## What you need to do
Your task is to copy every line of the records below that contains "CreateProductPayload".

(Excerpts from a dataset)
=== Begin Enclosure ===
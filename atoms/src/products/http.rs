use aws_sdk_dynamodb::Client as DynamoClient;
use aws_sdk_s3::Client as S3Client;
use lambda_http::{http::StatusCode, Body, Error as LambdaError, Response};

use super::model::{CreateProductPayload, UpdateProductPayload};
use super::service::{
    create_product, delete_product, get_product, load_products_for_user, update_product,
};

/// HTTP Handler: GET /products
pub async fn list_products_handler(
    client: &DynamoClient,
    table_name: &str,
    user_id: &str,
) -> Result<Response<Body>, LambdaError> {
    match load_products_for_user(client, table_name, user_id).await {
        Ok(products) => Ok(Response::builder()
            .status(StatusCode::OK)
            .header("Content-Type", "application/json")
            .body(serde_json::to_string(&products)?.into())
            .map_err(Box::new)?),
        Err(e) => {
            tracing::error!("list_products_handler failed: user={}, error={}", user_id, e);
            Ok(Response::builder()
                .status(StatusCode::INTERNAL_SERVER_ERROR)
                .header("Content-Type", "application/json")
                .body(serde_json::json!({"error": e}).to_string().into())
                .map_err(Box::new)?)
        }
    }
}

/// HTTP Handler: POST /products
pub async fn create_product_handler(
    client: &DynamoClient,
    table_name: &str,
    user_id: &str,
    body: &[u8],
) -> Result<Response<Body>, LambdaError> {
    let payload: CreateProductPayload = match serde_json::from_slice(body) {
        Ok(p) => p,
        Err(e) => {
            return Ok(Response::builder()
                .status(StatusCode::BAD_REQUEST)
                .header("Content-Type", "application/json")
                .body(
                    serde_json::json!({"error": format!("Invalid product payload: {}", e)})
                        .to_string()
                        .into(),
                )
                .map_err(Box::new)?)
        }
    };

    match create_product(client, table_name, user_id, payload).await {
        Ok(product) => Ok(Response::builder()
            .status(StatusCode::CREATED)
            .header("Content-Type", "application/json")
            .body(serde_json::to_string(&product)?.into())
            .map_err(Box::new)?),
        Err(e) => {
            tracing::error!("create_product_handler failed: user={}, error={}", user_id, e);
            Ok(Response::builder()
                .status(StatusCode::INTERNAL_SERVER_ERROR)
                .header("Content-Type", "application/json")
                .body(serde_json::json!({"error": e}).to_string().into())
                .map_err(Box::new)?)
        }
    }
}

/// HTTP Handler: GET /products/{id}
pub async fn get_product_handler(
    client: &DynamoClient,
    table_name: &str,
    user_id: &str,
    product_id: &str,
) -> Result<Response<Body>, LambdaError> {
    match get_product(client, table_name, user_id, product_id).await {
        Ok(product) => Ok(Response::builder()
            .status(StatusCode::OK)
            .header("Content-Type", "application/json")
            .body(serde_json::to_string(&product)?.into())
            .map_err(Box::new)?),
        Err(e) if e == "Product not found" => Ok(Response::builder()
            .status(StatusCode::NOT_FOUND)
            .header("Content-Type", "application/json")
            .body(serde_json::json!({"error": e}).to_string().into())
            .map_err(Box::new)?),
        Err(e) => Ok(Response::builder()
            .status(StatusCode::INTERNAL_SERVER_ERROR)
            .header("Content-Type", "application/json")
            .body(serde_json::json!({"error": e}).to_string().into())
            .map_err(Box::new)?),
    }
}

/// HTTP Handler: PATCH /products/{id}
pub async fn update_product_handler(
    client: &DynamoClient,
    table_name: &str,
    user_id: &str,
    product_id: &str,
    body: &[u8],
) -> Result<Response<Body>, LambdaError> {
    let payload: UpdateProductPayload = serde_json::from_slice(body)?;

    match update_product(client, table_name, user_id, product_id, payload).await {
        Ok(product) => Ok(Response::builder()
            .status(StatusCode::OK)
            .header("Content-Type", "application/json")
            .body(serde_json::to_string(&product)?.into())
            .map_err(Box::new)?),
        Err(e) if e == "Product not found" => Ok(Response::builder()
            .status(StatusCode::NOT_FOUND)
            .header("Content-Type", "application/json")
            .body(serde_json::json!({"error": e}).to_string().into())
            .map_err(Box::new)?),
        Err(e) => {
            tracing::error!(
                "update_product_handler failed: user={}, product={}, error={}",
                user_id,
                product_id,
                e
            );
            Ok(Response::builder()
                .status(StatusCode::INTERNAL_SERVER_ERROR)
                .header("Content-Type", "application/json")
                .body(serde_json::json!({"error": e}).to_string().into())
                .map_err(Box::new)?)
        }
    }
}

/// HTTP Handler: DELETE /products/{id}
pub async fn delete_product_handler(
    client: &DynamoClient,
    s3_client: &S3Client,
    bucket_name: &str,
    table_name: &str,
    user_id: &str,
    product_id: &str,
) -> Result<Response<Body>, LambdaError> {
    match delete_product(client, s3_client, bucket_name, table_name, user_id, product_id).await {
        Ok(_) => Ok(Response::builder()
            .status(StatusCode::NO_CONTENT)
            .body(Body::Empty)
            .map_err(Box::new)?),
        Err(e) if e == "Product not found" => Ok(Response::builder()
            .status(StatusCode::NOT_FOUND)
            .header("Content-Type", "application/json")
            .body(serde_json::json!({"error": e}).to_string().into())
            .map_err(Box::new)?),
        Err(e) => Ok(Response::builder()
            .status(StatusCode::INTERNAL_SERVER_ERROR)
            .header("Content-Type", "application/json")
            .body(serde_json::json!({"error": e}).to_string().into())
            .map_err(Box::new)?),
    }
}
=== End Enclosure ===
## Response to the exercise
use super::model::{CreateProductPayload, UpdateProductPayload};
    let payload: CreateProductPayload = match serde_json::from_slice(body) {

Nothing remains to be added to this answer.